My physical medicine doctor, "Dr. M," sticks electrodes to my skin around the targeted muscle. These sensors feed back to a computer that provides an audio representation of the erroneous signals being sent by the damaged area of my brain. Dr. M. inserts a needle into the belly of the muscle then wiggles it around until he finds the spot of highest interference – represented by a loud crackling static. Then he injects the Botox.
Yes, it hurts. My mom sat with me through one of my sessions and was distressed by my stifled cries. But about a week later the treated muscles relax enough to allow me to exercise and build the opposing weak muscles. In this way, Botox doesn't offer just temporary relief. It provides a respite during which my other treatments, such as exercise and electrical stimulation, can do their jobs more effectively to bring about long-term recovery.
Tuesday, January 17, 2012
When in Rome
Tuesday, January 10, 2012
The Laws of Contraction
A daddy-longlegs died in my kitchen last night. This morning it was belly up on the counter, its lithe legs curled inward.
My own limbs have curled inward since the stroke. I've often pondered this reaction of my body. Why, when my brain became damaged, did my muscles contract? I think about the fetal position – how it's common to assume this position when under attack. Perhaps contraction is nature's response to threat or injury.
I roll this hypothesis around in my mind. What about emotional hurts? Quite often my response to emotional injury has been to withdraw – to pull away from people. Contraction.
My stroke threatened to contract me emotionally as well as physically. I felt ashamed of whatever weakness caused me to have a stroke so young. I sometimes resisted letting people who knew me before see me after. I feared their judgment and pity.
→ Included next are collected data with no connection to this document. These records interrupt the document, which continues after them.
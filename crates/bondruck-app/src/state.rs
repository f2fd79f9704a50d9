// SPDX-License-Identifier: PMPL-1.0-or-later
// Copyright (c) 2026 Jonathan D.A. Jewell (hyperpolymath) <jonathan.jewell@open.ac.uk>
//
// Global application state — reactive signals for the Dioxus UI — and the
// sink that applies flow-requested UI actions to it.

use dioxus::prelude::*;

use bondruck_core::types::{InvoiceSnapshot, SettingsSnapshot};
use bondruck_core::AppConfig;
use bondruck_flow::test_print::TestPrintForm;
use bondruck_flow::{Notice, ReviewTable, UiAction, UiSink};

/// A transient alert with its remaining display time.
#[derive(Debug, Clone, PartialEq)]
pub struct ActiveAlert {
    pub notice: Notice,
    /// Seconds until auto-dismissal; counted down by the layout ticker.
    pub remaining: u8,
}

/// A pending adoption prompt for one discovered printer row.
#[derive(Debug, Clone, PartialEq)]
pub struct AdoptPrompt {
    pub mac_address: bondruck_core::types::MacAddress,
    pub label: String,
    /// Required-field hint shown after a rejected submit.
    pub label_missing: bool,
}

/// Shared state accessible to all pages via `use_context`.
#[derive(Debug, Clone)]
pub struct AppState {
    /// Application settings.
    pub config: AppConfig,
    /// Snapshot of the hosting CloudPRNT Settings record.
    pub settings: SettingsSnapshot,
    /// Invoice record currently shown on the invoice page.
    pub invoice: Option<InvoiceSnapshot>,
    /// Transient alerts, newest last.
    pub alerts: Vec<ActiveAlert>,
    /// Blocking notice the operator must dismiss.
    pub blocking: Option<Notice>,
    /// Non-blocking informational banner.
    pub info: Option<Notice>,
    /// Open discovered-printer review dialog, if any.
    pub review: Option<ReviewTable>,
    /// Open adoption prompt, if any.
    pub adopt_prompt: Option<AdoptPrompt>,
    /// Open test-print dialog, if any.
    pub test_dialog: Option<TestPrintForm>,
    /// Required-field hint for the test-print printer field.
    pub test_printer_missing: bool,
    /// Incremented for every record reload a flow requests; the settings
    /// page watches it and re-fetches the snapshot.
    pub pending_reloads: u64,
}

impl AppState {
    pub fn new(config: AppConfig) -> Self {
        Self {
            config,
            settings: SettingsSnapshot::default(),
            invoice: None,
            alerts: Vec::new(),
            blocking: None,
            info: None,
            review: None,
            adopt_prompt: None,
            test_dialog: None,
            test_printer_missing: false,
            pending_reloads: 0,
        }
    }
}

/// `UiSink` over the shared state signal.
///
/// Flows run inside `spawn`ed futures; every pushed action becomes one
/// state mutation, which Dioxus turns into a re-render.
#[derive(Clone, Copy)]
pub struct SignalSink(pub Signal<AppState>);

impl UiSink for SignalSink {
    fn push(&mut self, action: UiAction) {
        let mut state = self.0.write();
        match action {
            UiAction::Alert { notice, seconds } => {
                state.alerts.push(ActiveAlert {
                    notice,
                    remaining: seconds,
                });
            }
            UiAction::MsgPrint(notice) => {
                state.blocking = Some(notice);
            }
            UiAction::Info(notice) => {
                state.info = Some(notice);
            }
            UiAction::OpenReviewTable(table) => {
                state.review = Some(table);
            }
            UiAction::CloseDialog => {
                state.adopt_prompt = None;
                state.review = None;
                state.test_dialog = None;
            }
            UiAction::ReloadRecord => {
                state.pending_reloads += 1;
            }
        }
    }
}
I sometimes avoided get-togethers and said "no" to new experiences that might have made me uncomfortable.
I have to fight these feelings and act against them as diligently as I exercise to rehabilitate my limbs. Facing each new person, each new experience, requires a summoning of courage. But I believe this stretching … of muscles, of boundaries, of limitations … helps me recover.
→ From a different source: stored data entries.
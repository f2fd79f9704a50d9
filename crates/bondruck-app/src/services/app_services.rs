// SPDX-License-Identifier: PMPL-1.0-or-later
// Copyright (c) 2026 Jonathan D.A. Jewell (hyperpolymath) <jonathan.jewell@open.ac.uk>
//
// Central service layer — owns the RPC client and the persisted
// configuration, and provides async-friendly methods for the Dioxus UI.
//
// All fields are cheaply cloneable (Arc-wrapped) so the struct can be
// passed into closures and async blocks without lifetime issues.

use std::path::{Path, PathBuf};
use std::sync::{Arc, Mutex};

use tracing::info;

use bondruck_core::error::Result;
use bondruck_core::i18n::Lang;
use bondruck_core::types::SettingsSnapshot;
use bondruck_core::AppConfig;
use bondruck_rpc::{CloudprntRpc, HttpRpcClient};

/// Shared application services accessible from all Dioxus components via
/// `use_context::<AppServices>()`.
#[derive(Clone)]
pub struct AppServices {
    rpc: Arc<dyn CloudprntRpc>,
    config: Arc<Mutex<AppConfig>>,
    data_dir: PathBuf,
}

impl AppServices {
    /// Initialise the services. Call once at app startup.
    pub fn init() -> Self {
        let dir = config_dir();
        info!(path = %dir.display(), "initialising app services");

        let config = load_config(&dir).unwrap_or_default();
        let rpc = Arc::new(HttpRpcClient::new(&config));

        Self {
            rpc,
            config: Arc::new(Mutex::new(config)),
            data_dir: dir,
        }
    }

    /// The remote-call client the flows run against.
    pub fn rpc(&self) -> Arc<dyn CloudprntRpc> {
        Arc::clone(&self.rpc)
    }

    /// Fetch the current settings record snapshot from the server.
    pub async fn load_settings(&self) -> Result<SettingsSnapshot> {
        self.rpc.fetch_settings().await
    }

    // -- Config Persistence --------------------------------------------------

    /// Get a clone of the current config.
    pub fn config(&self) -> AppConfig {
        self.config.lock().expect("config lock poisoned").clone()
    }

    /// Language for operator-facing notices.
    pub fn lang(&self) -> Lang {
        self.config.lock().expect("config lock poisoned").language
    }

    /// Update and persist the config. A changed server URL takes effect on
    /// the next launch; the running client keeps its connection settings.
    pub fn save_config(&self, config: &AppConfig) -> Result<()> {
        *self.config.lock().expect("config lock poisoned") = config.clone();
        persist_config(&self.data_dir, config)
    }
}

// -- Config file persistence -------------------------------------------------

const CONFIG_FILE: &str = "config.json";

/// Directory holding the single config file. The only state this client
/// persists, so a plain `$XDG_DATA_HOME/bondruck` (or the home-relative
/// equivalent) is all it needs; env lookups may fail in stripped-down
/// service environments, in which case the config simply does not persist
/// across launches.
fn config_dir() -> PathBuf {
    let base = std::env::var_os("XDG_DATA_HOME")
        .map(PathBuf::from)
        .or_else(|| {
            std::env::var_os("HOME").map(|home| PathBuf::from(home).join(".local/share"))
        })
        .unwrap_or_else(std::env::temp_dir);
    let dir = base.join("bondruck");
    if let Err(e) = std::fs::create_dir_all(&dir) {
        tracing::warn!(path = %dir.display(), error = %e, "could not create data dir");
    }
    dir
}

fn load_config(data_dir: &Path) -> Option<AppConfig> {
    let path = data_dir.join(CONFIG_FILE);
    let data = std::fs::read_to_string(&path).ok()?;
    serde_json::from_str(&data).ok()
}

fn persist_config(data_dir: &Path, config: &AppConfig) -> Result<()> {
    let path = data_dir.join(CONFIG_FILE);
    let json = serde_json::to_string_pretty(config)?;
    std::fs::write(&path, json)?;
    Ok(())
}

#[cfg(test)]
mod tests {
    use super::*;

    #[test]
    fn config_persists_and_reloads() {
        let dir = tempfile::tempdir().unwrap();
        let config = AppConfig {
            server_url: "https://pos.example.fr".into(),
            language: Lang::En,
            ..AppConfig::default()
        };
        persist_config(dir.path(), &config).unwrap();

        let back = load_config(dir.path()).unwrap();
        assert_eq!(back.server_url, "https://pos.example.fr");
        assert_eq!(back.language, Lang::En);
    }

    #[test]
    fn missing_config_file_loads_none() {
        let dir = tempfile::tempdir().unwrap();
        assert!(load_config(dir.path()).is_none());
    }
}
If contraction is part of death then perhaps expansion is necessary for healing.
Wednesday, January 4, 2012
My Peeps
About 20-30 percent of the 795,000 Americans who have strokes annually live with a long-term disability. Yet, outside medical facilities, I have encountered only two of them. Shortly after my release from rehab, I was in the passenger seat of my Dad's car waiting at a red light and watching a pedestrian limp-skipping across the street to catch a bus. His curled arm was on the same side as his lame foot.
"Look! He had a stroke!" I was fascinated as I watched the man pinch change from a coin purse with his bird-claw fingers. The sighting gave me heart. Here was someone like me getting on in the world.
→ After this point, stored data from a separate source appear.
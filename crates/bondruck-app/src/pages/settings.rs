// SPDX-License-Identifier: PMPL-1.0-or-later
// Copyright (c) 2026 Jonathan D.A. Jewell (hyperpolymath) <jonathan.jewell@open.ac.uk>
//
// Settings page — the CloudPRNT Settings view: discovered-printer review,
// test print dispatch, and client configuration.

use dioxus::prelude::*;

use bondruck_core::i18n::{text, Msg};
use bondruck_flow::test_print::TestPrintForm;
use bondruck_flow::{discovery, refresh, test_print};

use crate::services::app_services::AppServices;
use crate::state::{AdoptPrompt, AppState, SignalSink};

#[component]
pub fn Settings() -> Element {
    let mut state = use_context::<Signal<AppState>>();
    let svc = use_context::<AppServices>();
    let lang = svc.lang();
    let mut save_msg = use_signal(|| Option::<String>::None);

    // When a flow requests a record reload, fire the server-side refresh
    // hook and re-fetch the snapshot so the adopted printer becomes visible.
    let mut handled_reloads = use_signal(|| 0u64);
    {
        let svc = svc.clone();
        use_effect(move || {
            let pending = state.read().pending_reloads;
            if pending > *handled_reloads.peek() {
                handled_reloads.set(pending);
                let svc = svc.clone();
                spawn(async move {
                    let rpc = svc.rpc();
                    refresh::refresh_printer_list(rpc.as_ref()).await;
                    match svc.load_settings().await {
                        Ok(snapshot) => state.write().settings = snapshot,
                        Err(e) => tracing::warn!(error = %e, "settings reload failed"),
                    }
                });
            }
        });
    }

    let discover_label = text(lang, Msg::DiscoverPrintersButton);
    let test_label = text(lang, Msg::TestPrinterButton);
    let printer_field_label = text(lang, Msg::PrinterFieldLabel);
    let default_printer = state.read().settings.default_printer.clone();
    let printer_count = state.read().settings.printers.len();

    rsx! {
        div { style: "max-width: 640px; margin: 0 auto;",
            h1 { "CloudPRNT" }

            section { style: "margin: 16px 0;",
                p { style: "color: #666; font-size: 14px;",
                    if default_printer.is_empty() {
                        "—"
                    } else {
                        "{printer_field_label}: {default_printer}"
                    }
                }
                if printer_count > 0 {
                    p { style: "color: #999; font-size: 13px;", "{printer_count} imprimante(s)" }
                }
            }

            div { style: "display: flex; gap: 12px; margin: 16px 0;",
                button {
                    style: "flex: 1; padding: 14px; border-radius: 10px; border: none; background: #007aff; color: white; font-size: 16px;",
                    onclick: {
                        let svc = svc.clone();
                        move |_| {
                            let rpc = svc.rpc();
                            let lang = svc.lang();
                            let mut sink = SignalSink(state);
                            spawn(async move {
                                discovery::review_discovered_printers(rpc.as_ref(), lang, &mut sink)
                                    .await;
                            });
                        }
                    },
                    "{discover_label}"
                }
                button {
                    style: "flex: 1; padding: 14px; border-radius: 10px; border: 1px solid #007aff; background: white; color: #007aff; font-size: 16px;",
                    onclick: {
                        let svc = svc.clone();
                        move |_| {
                            let form =
                                test_print::prepare_test_print(&state.peek().settings, svc.lang());
                            let mut st = state.write();
                            st.test_dialog = Some(form);
                            st.test_printer_missing = false;
                        }
                    },
                    "{test_label}"
                }
            }

            ConfigSection { save_msg }
        }

        if let Some(table) = state.read().review.clone() {
            ReviewDialog { table }
        }
        if let Some(prompt) = state.read().adopt_prompt.clone() {
            AdoptDialog { prompt }
        }
        if let Some(form) = state.read().test_dialog.clone() {
            TestPrintDialog { form }
        }
    }
}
Since then every time I see someone with a limp, my eyes dart to their same-side arm. No, not a stroke.
Then just before Christmas in the Home Depot parking lot, I spotted a woman coming toward me. Limp. Curled arm. Stroke. I tried to catch her eye to give her a smile, but she looked right past me. I was disappointed. I yearned to connect with her … to see the recognition in her eyes of our common burden as if that, somehow, would lighten our loads.
We survivors need some sort of handshake – like a fist bump or a high five – a way of acknowledging the deep understanding that comes from our shared experience. But with bum hands on random sides, a handshake could prove difficult.
Maybe we could salute with our good hand … being careful not to whack anyone if we're carrying a cane.
Maybe we should just stick with eye contact and a smile.